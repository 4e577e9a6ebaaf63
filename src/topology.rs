// Maze topology cache
//
// Everything here is a pure function of the static wall map, so results are
// memoised for the lifetime of a game. Caches use interior mutability because
// topology queries happen while the search holds shared borrows of the tree.
// A topology is owned by exactly one search tree and never crosses threads.

use log::trace;
use std::cell::RefCell;
use std::cmp::Ordering;
use std::collections::{BinaryHeap, HashMap, HashSet};
use std::rc::Rc;

use crate::layout::Walls;
use crate::types::{Direction, Position};

/// Cost reported for unreachable targets
pub const UNREACHABLE: usize = usize::MAX;

/// A corridor walked from a cell to the next junction or dead end
#[derive(Debug, Clone, PartialEq, Eq)]
pub struct MacroEdge {
    pub destination: Position,
    pub actions: Vec<Direction>,
}

impl MacroEdge {
    /// First primitive move of the edge
    pub fn first_action(&self) -> Direction {
        self.actions[0]
    }

    /// Cells visited along the edge, excluding the origin and including the destination
    pub fn cells(&self, origin: Position) -> Vec<Position> {
        let mut cells = Vec::with_capacity(self.actions.len());
        let mut pos = origin;
        for action in &self.actions {
            pos = action.apply(&pos);
            cells.push(pos);
        }
        cells
    }
}

/// Shortest path between two cells. `cost == UNREACHABLE` with no actions when
/// the target cannot be reached.
#[derive(Debug, Clone, PartialEq, Eq)]
pub struct Route {
    pub cost: usize,
    pub actions: Rc<[Direction]>,
}

impl Route {
    fn unreachable() -> Self {
        Route {
            cost: UNREACHABLE,
            actions: Rc::from(Vec::new()),
        }
    }

    pub fn is_reachable(&self) -> bool {
        self.cost != UNREACHABLE
    }

    /// Reversed path with every move mirrored
    fn reversed(&self) -> Self {
        let actions: Vec<Direction> = self.actions.iter().rev().map(|a| a.opposite()).collect();
        Route {
            cost: self.cost,
            actions: Rc::from(actions),
        }
    }
}

/// Frontier entry for the A* search; ordered so the heap pops the lowest estimate
#[derive(Debug, PartialEq, Eq)]
struct Frontier {
    estimate: usize,
    cost: usize,
    position: Position,
}

impl Ord for Frontier {
    fn cmp(&self, other: &Self) -> Ordering {
        other
            .estimate
            .cmp(&self.estimate)
            .then_with(|| other.cost.cmp(&self.cost))
            .then_with(|| self.position.cmp(&other.position))
    }
}

impl PartialOrd for Frontier {
    fn partial_cmp(&self, other: &Self) -> Option<Ordering> {
        Some(self.cmp(other))
    }
}

/// Junction, legal-move, macro-successor and shortest-path lookups over a wall map
#[derive(Debug)]
pub struct MazeTopology {
    walls: Walls,
    junctions: RefCell<HashMap<Position, bool>>,
    legal: RefCell<HashMap<Position, Vec<Direction>>>,
    successors: RefCell<HashMap<Position, Rc<[MacroEdge]>>>,
    paths: RefCell<HashMap<(Position, Position), Route>>,
}

impl MazeTopology {
    pub fn new(walls: Walls) -> Self {
        MazeTopology {
            walls,
            junctions: RefCell::new(HashMap::new()),
            legal: RefCell::new(HashMap::new()),
            successors: RefCell::new(HashMap::new()),
            paths: RefCell::new(HashMap::new()),
        }
    }

    pub fn walls(&self) -> &Walls {
        &self.walls
    }

    pub fn is_wall(&self, position: Position) -> bool {
        self.walls.is_wall(position)
    }

    /// True iff the cell is open and has more than two open neighbours
    pub fn is_junction(&self, position: Position) -> bool {
        if let Some(&cached) = self.junctions.borrow().get(&position) {
            return cached;
        }
        let junction = !self.walls.is_wall(position) && self.legal_moves(position).len() > 2;
        self.junctions.borrow_mut().insert(position, junction);
        junction
    }

    /// Directions leading to an open neighbour. Empty for walls.
    pub fn legal_moves(&self, position: Position) -> Vec<Direction> {
        if let Some(cached) = self.legal.borrow().get(&position) {
            return cached.clone();
        }
        let moves: Vec<Direction> = if self.walls.is_wall(position) {
            Vec::new()
        } else {
            Direction::all()
                .iter()
                .copied()
                .filter(|dir| !self.walls.is_wall(dir.apply(&position)))
                .collect()
        };
        self.legal.borrow_mut().insert(position, moves.clone());
        moves
    }

    /// One macro-edge per legal move from `position`, each following the corridor
    /// until a junction or a dead end. Computed on first request.
    pub fn macro_successors(&self, position: Position) -> Rc<[MacroEdge]> {
        if let Some(cached) = self.successors.borrow().get(&position) {
            return Rc::clone(cached);
        }

        let edges: Vec<MacroEdge> = self
            .legal_moves(position)
            .into_iter()
            .map(|action| self.walk_corridor(position, action))
            .collect();
        let edges: Rc<[MacroEdge]> = Rc::from(edges);
        self.successors
            .borrow_mut()
            .insert(position, Rc::clone(&edges));
        edges
    }

    /// The macro-edge leaving `position` with first move `action`, if that move is legal
    pub fn edge_towards(&self, position: Position, action: Direction) -> Option<MacroEdge> {
        self.macro_successors(position)
            .iter()
            .find(|edge| edge.first_action() == action)
            .cloned()
    }

    fn walk_corridor(&self, origin: Position, first: Direction) -> MacroEdge {
        let mut actions = vec![first];
        let mut pos = first.apply(&origin);

        // A ring corridor without junctions would otherwise walk forever
        while pos != origin && !self.is_junction(pos) {
            let moves = self.legal_moves(pos);
            if moves.len() <= 1 {
                break;
            }
            let last = actions[actions.len() - 1];
            let next = match moves.into_iter().find(|m| *m != last.opposite()) {
                Some(next) => next,
                None => break,
            };
            actions.push(next);
            pos = next.apply(&pos);
        }

        MacroEdge {
            destination: pos,
            actions,
        }
    }

    /// Shortest path over primitive moves. The reverse route is cached alongside.
    pub fn shortest_path(&self, from: Position, to: Position) -> Route {
        if from == to {
            return Route {
                cost: 0,
                actions: Rc::from(Vec::new()),
            };
        }
        if let Some(route) = self.paths.borrow().get(&(from, to)) {
            return route.clone();
        }

        let route = self.a_star(from, to);
        trace!("path {} -> {} costs {}", from, to, route.cost);

        let mut paths = self.paths.borrow_mut();
        paths.insert((to, from), route.reversed());
        paths.insert((from, to), route.clone());
        route
    }

    /// Maze distance, or `None` when unreachable
    pub fn distance(&self, from: Position, to: Position) -> Option<usize> {
        let route = self.shortest_path(from, to);
        if route.is_reachable() {
            Some(route.cost)
        } else {
            None
        }
    }

    fn a_star(&self, from: Position, to: Position) -> Route {
        if self.walls.is_wall(from) || self.walls.is_wall(to) {
            return Route::unreachable();
        }

        let mut heap = BinaryHeap::new();
        let mut best: HashMap<Position, usize> = HashMap::new();
        let mut came_from: HashMap<Position, (Position, Direction)> = HashMap::new();
        let mut closed: HashSet<Position> = HashSet::new();

        best.insert(from, 0);
        heap.push(Frontier {
            estimate: from.manhattan(to),
            cost: 0,
            position: from,
        });

        while let Some(Frontier { cost, position, .. }) = heap.pop() {
            if position == to {
                return Route {
                    cost,
                    actions: Rc::from(Self::rebuild(&came_from, from, to)),
                };
            }
            if !closed.insert(position) {
                continue;
            }

            for action in self.legal_moves(position) {
                let next = action.apply(&position);
                let next_cost = cost + 1;
                if best.get(&next).map_or(true, |&known| next_cost < known) {
                    best.insert(next, next_cost);
                    came_from.insert(next, (position, action));
                    heap.push(Frontier {
                        estimate: next_cost + next.manhattan(to),
                        cost: next_cost,
                        position: next,
                    });
                }
            }
        }

        Route::unreachable()
    }

    fn rebuild(
        came_from: &HashMap<Position, (Position, Direction)>,
        from: Position,
        to: Position,
    ) -> Vec<Direction> {
        let mut actions = Vec::new();
        let mut pos = to;
        while pos != from {
            match came_from.get(&pos) {
                Some(&(prev, action)) => {
                    actions.push(action);
                    pos = prev;
                }
                None => break,
            }
        }
        actions.reverse();
        actions
    }
}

- - -

# [Your assignment]
Return every line from the records above that holds the word "MacroEdge".

# [Written response]
pub struct MacroEdge {
impl MacroEdge {
    successors: RefCell<HashMap<Position, Rc<[MacroEdge]>>>,
    pub fn macro_successors(&self, position: Position) -> Rc<[MacroEdge]> {
        let edges: Vec<MacroEdge> = self
        let edges: Rc<[MacroEdge]> = Rc::from(edges);
    pub fn edge_towards(&self, position: Position, action: Direction) -> Option<MacroEdge> {
    fn walk_corridor(&self, origin: Position, first: Direction) -> MacroEdge {
        MacroEdge {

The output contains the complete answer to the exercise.